■ EXERCISE
With the records below as input, work out how many lines include the word "MarkSettings". Give only the number.

■ DATA SUPPLIED

----------

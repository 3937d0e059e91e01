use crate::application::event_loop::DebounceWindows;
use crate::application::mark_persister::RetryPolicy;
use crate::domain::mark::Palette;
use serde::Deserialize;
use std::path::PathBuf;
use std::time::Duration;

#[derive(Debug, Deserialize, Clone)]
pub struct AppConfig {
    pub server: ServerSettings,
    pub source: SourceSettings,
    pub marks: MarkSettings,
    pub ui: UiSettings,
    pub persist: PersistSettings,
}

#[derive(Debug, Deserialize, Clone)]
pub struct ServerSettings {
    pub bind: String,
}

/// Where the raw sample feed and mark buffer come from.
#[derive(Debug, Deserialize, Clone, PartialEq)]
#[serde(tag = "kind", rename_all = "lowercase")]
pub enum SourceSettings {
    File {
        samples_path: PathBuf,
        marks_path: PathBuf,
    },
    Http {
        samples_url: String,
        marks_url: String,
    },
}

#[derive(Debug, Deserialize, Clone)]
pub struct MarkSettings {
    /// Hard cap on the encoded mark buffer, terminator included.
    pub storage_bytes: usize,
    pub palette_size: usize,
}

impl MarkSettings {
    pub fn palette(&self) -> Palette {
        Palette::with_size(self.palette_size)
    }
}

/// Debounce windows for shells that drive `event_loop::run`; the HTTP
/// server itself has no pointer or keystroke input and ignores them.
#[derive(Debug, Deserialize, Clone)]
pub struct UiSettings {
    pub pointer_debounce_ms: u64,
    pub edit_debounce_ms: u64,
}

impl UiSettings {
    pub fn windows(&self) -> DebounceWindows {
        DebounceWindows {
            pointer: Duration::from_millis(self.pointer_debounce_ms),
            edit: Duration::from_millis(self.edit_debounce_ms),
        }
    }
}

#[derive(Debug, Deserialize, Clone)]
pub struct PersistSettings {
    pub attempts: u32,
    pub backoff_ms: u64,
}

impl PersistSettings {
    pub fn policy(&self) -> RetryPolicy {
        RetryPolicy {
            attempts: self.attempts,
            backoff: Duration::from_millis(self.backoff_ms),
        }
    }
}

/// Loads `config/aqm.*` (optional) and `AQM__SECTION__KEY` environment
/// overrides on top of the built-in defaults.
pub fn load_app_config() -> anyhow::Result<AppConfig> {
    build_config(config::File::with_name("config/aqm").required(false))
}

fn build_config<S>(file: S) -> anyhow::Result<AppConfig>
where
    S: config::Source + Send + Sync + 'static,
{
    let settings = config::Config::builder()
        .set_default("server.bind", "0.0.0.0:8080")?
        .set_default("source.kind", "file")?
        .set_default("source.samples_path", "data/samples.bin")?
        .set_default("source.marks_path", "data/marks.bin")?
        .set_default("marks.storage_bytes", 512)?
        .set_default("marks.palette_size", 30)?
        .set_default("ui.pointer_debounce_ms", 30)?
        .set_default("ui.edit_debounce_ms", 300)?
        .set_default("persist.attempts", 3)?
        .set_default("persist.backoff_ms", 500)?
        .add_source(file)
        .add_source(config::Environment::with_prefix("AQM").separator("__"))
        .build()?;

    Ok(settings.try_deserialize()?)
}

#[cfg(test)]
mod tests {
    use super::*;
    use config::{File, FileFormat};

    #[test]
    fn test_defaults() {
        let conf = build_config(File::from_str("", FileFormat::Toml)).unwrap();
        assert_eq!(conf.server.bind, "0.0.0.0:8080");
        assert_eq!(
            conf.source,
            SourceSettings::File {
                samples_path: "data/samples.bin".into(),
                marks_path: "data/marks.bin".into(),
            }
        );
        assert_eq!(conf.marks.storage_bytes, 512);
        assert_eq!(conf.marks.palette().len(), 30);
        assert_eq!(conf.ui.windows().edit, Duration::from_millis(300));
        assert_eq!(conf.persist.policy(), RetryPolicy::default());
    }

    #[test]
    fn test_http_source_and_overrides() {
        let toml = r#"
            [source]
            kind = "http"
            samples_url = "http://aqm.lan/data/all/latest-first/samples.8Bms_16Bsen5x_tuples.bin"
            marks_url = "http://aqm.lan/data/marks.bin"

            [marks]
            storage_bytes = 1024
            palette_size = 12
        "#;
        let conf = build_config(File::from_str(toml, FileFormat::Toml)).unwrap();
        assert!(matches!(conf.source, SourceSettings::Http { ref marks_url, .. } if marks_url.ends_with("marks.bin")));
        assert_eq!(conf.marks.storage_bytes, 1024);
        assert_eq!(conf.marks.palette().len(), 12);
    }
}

----------

■ PROBLEM SOLUTION
3